To improve the transition from preclinical to clinical research in the field of gene therapy ZonMw developed the Programme Translational Gene Therapy Research. This programme is completely subsidized by the Dutch Health Ministry. The programme started in 2001 and ends in 2013.
Gene therapy is a way of treating disease by either replacing damaged or abnormal genes with normal ones or by providing new genetic instructions to help fight disease. The therapeutic gene must be packaged in such a way so that it is delivered only to the appropriate cells, and in such a way that it can enter the cell and incorporate into the host's genome.
Vehicles called vectors are most commonly used to deliver DNA to cells. Different types of vectors exist: viral vectors, non-viral vectors (liposomes, polymers) and physical “vectors” (electroporation). In viral vectors the genes that are necessary for replication and spreading of the virus are replaced by the therapeutical gene. This yields harmless viruses that are no longer able to cause disease. The viral vectors may be based on RNA-viruses (retrovirus, lentivirus) or DNA-viruses (adenovirus, adeno-associated virus (AAV) or herpesvirus). Retroviral vectors have been studied most so far. Of the DNA vectors, the adenovirus based vector has been studied most.

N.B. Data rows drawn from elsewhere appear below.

impl Category {
    pub const ALL: [Category; 23] = [
        Category::General,
        Category::Regional,
        Category::GoogleOperators,
        Category::BingOperators,
        Category::DdgOperators,
        Category::Code,
        Category::Security,
        Category::Social,
        Category::Video,
        Category::Images,
        Category::Academic,
        Category::Documents,
        Category::News,
        Category::Business,
        Category::Archives,
        Category::Leaks,
        Category::DarkWeb,
        Category::Knowledge,
        Category::Maps,
        Category::Transport,
        Category::Legal,
        Category::Shopping,
        Category::Misc,
    ];

    pub fn label(self) -> &'static str {
        match self {
            Category::General => "General Search",
            Category::Regional => "Regional",
            Category::GoogleOperators => "Google Operators",
            Category::BingOperators => "Bing Operators",
            Category::DdgOperators => "DuckDuckGo Operators",
            Category::Code => "Code & Dev",
            Category::Security => "Security & OSINT",
            Category::Social => "Social Media",
            Category::Video => "Video & Media",
            Category::Images => "Images",
            Category::Academic => "Academic",
            Category::Documents => "Documents",
            Category::News => "News",
            Category::Business => "Business",
            Category::Archives => "Archives",
            Category::Leaks => "Leaks & Pastebins",
            Category::DarkWeb => "Dark Web",
            Category::Knowledge => "Knowledge",
            Category::Maps => "Maps",
            Category::Transport => "Transportation & Tracking",
            Category::Legal => "Legal & Gov",
            Category::Shopping => "E-Commerce",
            Category::Misc => "Miscellaneous",
        }
    }

    /// Case-insensitive match against the label or the short variant name
    pub fn from_name(name: &str) -> Option<Category> {
        let wanted = name.trim().to_ascii_lowercase();
        Category::ALL.into_iter().find(|c| {
            c.label().to_ascii_lowercase() == wanted
                || format!("{c:?}").to_ascii_lowercase() == wanted
        })
    }
}

impl fmt::Display for Category {
    fn fmt(&self, f: &mut fmt::Formatter<'_>) -> fmt::Result {
        f.write_str(self.label())
    }
}

/// One registry entry
#[derive(Debug, Clone, Copy, PartialEq, Eq)]
pub struct Engine {
    pub id: &'static str,
    pub base_url: &'static str,
    pub category: Category,
}

const fn e(id: &'static str, base_url: &'static str, category: Category) -> Engine {
    Engine { id, base_url, category }
}

use Category::*;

The first clinical gene therapy studies were performed with patients with a deficiency in the adenosinedeaminase (ADA) gene. Hemophilia and cystic fibrosis are other examples of monogenetic diseases for which gene therapy is in development. Gene therapy may also bring solutions for common diseases such as cancer and heart diseases.
The overall goal of the programme is to stimulate clinical gene therapy research following thorough preclinical translational research.
The programme has two main aims:
A. Preclinical translational research into the safety and effectivity of new approaches, aimed at continuation in clinical studies. Possibilities are the development of animal models and validation of new approaches in animal experiments. Production and quality control of batches of gene therapy vector used in clinical research will receive special attention. This may be carried out in cooperation with external parties.
B. Clinical research in phase I and/or phase II trials if justified by proper preclinical research, including the development of clinical protocols for these gene therapy studies
The programme aims to bridge the gap between basic research and patient care. It is therefore not directed at pure fundamental research. In addition, preclinical translational research (A) can only be supported when combined with clinical research (B).
Two types of projects
Type A+B Preclinical translational research combined with clinical research.
Type B Clinical research.
The total budget for the programme is 15.6 M€.
For the preclinical and pharmaceutical phase it is possible to obtain funding for a maximum of €125.000/year for a maximum of 4 years (post-doc and technical assistant of PhD student). In addition, €300.000 is available for the production and quality assessment of the gene therapy vector. The total sum of funding for the preclinical translational phase is €800.000 for 4 years. The clinical phase will, in principle, be funded for 2 years, and has a maximum of €550.000. For specific situations it is possible to extend the clinical phase with 1 year, without a change to the maximum budget.
Maximum budget for project type A+B:
Within this project type it is possible to combine both the preclinical phase and the pharmaceutical phase. Or just the pharmaceutical phase with the clinical phase.
Maximum time frame 7 years, maximum grant 1.4 M€. For pharmaceutical phase/clinical phase projects the maximum time frame is 4 years and the maximum grant is €1.075.000.
Maximum budget for project type B:
Maximum time frame of 3 years, maximum grant €550.000.
Application is open to researchers from Dutch institutes only. Foreign institutes or companies can participate in the projects.